With the election over, the DNC intends to downsize from about 680 staff to fewer than 200. Some degree of seasonality is expected in political campaign jobs. But this degree is unusual—and has affected DNC staffers who’ve stayed with the organization across several campaigns, or even multiple decades, according to the union.

One former DNC union member, whose last day was Friday, said she was shocked. “For a lot of folks, this is life-altering,” said the laid-off employee, who spoke with Mother Jones on the condition of anonymity.

“Amongst the members that were laid off includes one deeply beloved union member who worked at the DNC for 38 years,” the staffer said. “So I push back against the claim that this is normal, because we have members who have been here for decades who are shocked and angry and trying to figure out how they’re going to survive this layoff.”

In a statement to the Washington Post, the DNC said that “while the DNC has met the terms of the union agreement negotiated by the CBA, we share the entire DNC family’s frustration and continue to provide resources to all members of the team to support them in this transition.”

A DNC official told Mother Jones that all workers were informed of the possibility of layoffs as early as September 13, and that 95 percent of those being let go had a post-election end date in their offer letter.

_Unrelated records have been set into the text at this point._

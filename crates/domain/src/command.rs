//! Command handling infrastructure.

use std::marker::PhantomData;

use aggregate_store::{
    AggregateRecord, AggregateStore, EventEnvelope, EventPublisher, SaveOptions, Version,
};
use common::AggregateId;

use crate::aggregate::{AggregateRoot, DomainEvent};
use crate::error::DomainError;

/// Result of command execution.
#[derive(Debug)]
pub struct CommandResult<A: AggregateRoot> {
    /// The aggregate after the command, with an empty event buffer.
    pub aggregate: A,

    /// The events that were raised and published, oldest first.
    pub events: Vec<A::Event>,

    /// The version the aggregate was saved at.
    pub new_version: Version,
}

/// Trait for commands that target an existing aggregate.
///
/// Commands represent an intention to perform an action. They may be rejected
/// if the aggregate's current state doesn't allow the action.
pub trait Command: Send + Sync {
    /// The type of aggregate this command targets.
    type Aggregate: AggregateRoot;

    /// Returns the ID of the aggregate this command targets.
    fn aggregate_id(&self) -> AggregateId;
}

/// Handler for executing commands against state-stored aggregates.
///
/// The handler is responsible for:
/// 1. Loading the aggregate record and restoring its state
/// 2. Running the command, which mutates state and buffers events
/// 3. Saving the new state with optimistic concurrency
/// 4. Publishing the buffered events in order, then clearing the buffer
///
/// Nothing is saved or published when the command fails.
pub struct CommandHandler<S, P, A>
where
    S: AggregateStore,
    P: EventPublisher,
    A: AggregateRoot,
{
    store: S,
    publisher: P,
    _phantom: PhantomData<A>,
}

impl<S, P, A> CommandHandler<S, P, A>
where
    S: AggregateStore,
    P: EventPublisher,
    A: AggregateRoot,
{
    /// Creates a new command handler over a store and a publisher.
    pub fn new(store: S, publisher: P) -> Self {
        Self {
            store,
            publisher,
            _phantom: PhantomData,
        }
    }

    /// Returns a reference to the underlying aggregate store.
    pub fn store(&self) -> &S {
        &self.store
    }

    /// Returns a reference to the underlying event publisher.
    pub fn publisher(&self) -> &P {
        &self.publisher
    }

    /// Loads an aggregate, returning None if it doesn't exist.
    pub async fn load_existing(&self, aggregate_id: AggregateId) -> Result<Option<A>, DomainError> {
        let Some(record) = self.store.find_by_id(aggregate_id).await? else {
            return Ok(None);
        };

        if record.aggregate_type != A::aggregate_type() {
            return Ok(None);
        }

        let version = record.version;
        let mut aggregate: A = record.into_state()?;
        aggregate.set_version(version);
        Ok(Some(aggregate))
    }

    /// Loads an aggregate, failing if it doesn't exist.
    pub async fn load(&self, aggregate_id: AggregateId) -> Result<A, DomainError> {
        self.load_existing(aggregate_id)
            .await?
            .ok_or_else(|| DomainError::AggregateNotFound {
                aggregate_type: A::aggregate_type(),
                aggregate_id: aggregate_id.to_string(),
            })
    }

    /// Runs a command against a freshly constructed aggregate and saves it
    /// as a new record.
    pub async fn create<F>(
        &self,
        mut aggregate: A,
        command_fn: F,
    ) -> Result<CommandResult<A>, DomainError>
    where
        F: FnOnce(&mut A) -> Result<(), A::Error>,
        DomainError: From<A::Error>,
    {
        command_fn(&mut aggregate)?;
        self.commit(aggregate, SaveOptions::expect_new()).await
    }

    /// Loads an aggregate, runs a command against it and saves the result.
    ///
    /// The save expects the version the aggregate was loaded at, so a
    /// concurrent writer causes a concurrency conflict instead of a lost
    /// update.
    pub async fn execute<F>(
        &self,
        aggregate_id: AggregateId,
        command_fn: F,
    ) -> Result<CommandResult<A>, DomainError>
    where
        F: FnOnce(&mut A) -> Result<(), A::Error>,
        DomainError: From<A::Error>,
    {
        let mut aggregate = self.load(aggregate_id).await?;
        let loaded_version = aggregate.version();

        command_fn(&mut aggregate)?;

        self.commit(aggregate, SaveOptions::expect_version(loaded_version))
            .await
    }

    /// Executes a command against the aggregate it targets.
    pub async fn handle<C, F>(
        &self,
        command: &C,
        command_fn: F,
    ) -> Result<CommandResult<A>, DomainError>
    where
        C: Command<Aggregate = A>,
        F: FnOnce(&mut A) -> Result<(), A::Error>,
        DomainError: From<A::Error>,
    {
        self.execute(command.aggregate_id(), command_fn).await
    }

    async fn commit(
        &self,
        mut aggregate: A,
        options: SaveOptions,
    ) -> Result<CommandResult<A>, DomainError> {
        let aggregate_id = aggregate.id();
        let record = AggregateRecord::from_state(aggregate_id, A::aggregate_type(), &aggregate)?;

        let new_version = self.store.save(record, options).await?;
        aggregate.set_version(new_version);

        let envelopes = self.build_envelopes(&aggregate, new_version)?;
        self.publish_all(envelopes).await?;

        let events = aggregate.take_events();
        tracing::debug!(
            %aggregate_id,
            aggregate_type = A::aggregate_type(),
            version = %new_version,
            events = events.len(),
            "aggregate committed"
        );

        Ok(CommandResult {
            aggregate,
            events,
            new_version,
        })
    }

    /// Builds envelopes for the buffered events. Every envelope carries the
    /// saved version; `sequence` keeps them ordered within it.
    fn build_envelopes(
        &self,
        aggregate: &A,
        version: Version,
    ) -> Result<Vec<EventEnvelope>, DomainError> {
        let mut envelopes = Vec::with_capacity(aggregate.pending_events().len());

        for (sequence, event) in aggregate.pending_events().iter().enumerate() {
            let envelope = EventEnvelope::builder()
                .aggregate_id(aggregate.id())
                .aggregate_type(A::aggregate_type())
                .event_type(event.event_type())
                .version(version)
                .sequence(sequence as u32)
                .payload(event)?
                .build()?;
            envelopes.push(envelope);
        }

        Ok(envelopes)
    }

    async fn publish_all(&self, envelopes: Vec<EventEnvelope>) -> Result<(), DomainError> {
        for (index, envelope) in envelopes.iter().enumerate() {
            if let Err(source) = self.publisher.publish(envelope.clone()).await {
                tracing::warn!(
                    event_type = %envelope.event_type,
                    aggregate_id = %envelope.aggregate_id,
                    published = index,
                    error = %source,
                    "event publish failed"
                );
                return Err(DomainError::PublishFailed {
                    published: index,
                    pending: envelopes[index..].to_vec(),
                    source,
                });
            }
        }
        Ok(())
    }
}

But one laid-off worker who spoke with Mother Jones said that she, like some other employees, felt pressured into leaving a full-time role for a temporary contract position prior to the election. 

“I was told in order to get a title change or a promotion or any raises, it would only be if I agreed to sign a contract that had an end date of November 15,” she said. The staffer said management had said an extension was expected.

“We tried to get answers about why this was happening, and we were stonewalled over and over again by management,” she said. DNC representatives would not comment on specific workers’ cases, but stated that all of the terms of the workers’ collective bargaining agreement are being upheld.

The DNC workers are not trying to get their jobs back. Instead, the union is organizing for a severance package, similar to what workers on the Harris-Walz campaign got. (Run for Something, a major Democratic campaign support PAC, also faced a wave of post-election layoffs in recent weeks, letting go off 35 percent of its staff—and well over half of its staff union.) A DNC spokesperson told Mother Jones that the DNC is in ongoing communication with SEIU Local 500, the union representing DNC workers.

Among those DNC employees who have not been laid off, the mood is uncertain, said one employee who was unaffected by the layoffs but requested anonymity for fear of retaliation from the DNC. 

“One thing that has been a common thread during my employment has been that we’re trying to break the boom and bust cycle of democratic infrastructure. So I’d say this feels very antithetical to that,” she said. She plans to look for another job soon—but calls that decision “heartbreaking” as someone who’s spent years working in Democratic electoral politics. 

Workers said that DNC donors have reached out to them, concerned about how, exactly, the money the Harris campaign raised is being spent, if not to allow them severance pay. 

“We find it very cruel that DNC management is trying to claim that layoffs are just part of the job,” a DNC union member said. “And we feel strongly that losing an election has not absolved the organization of its responsibility to treat its workers with basic dignity.”

Correction, November 21: An earlier version of this article misstated the conversation between SEIU Local 500 and the DNC. They are in communication, not negotiations.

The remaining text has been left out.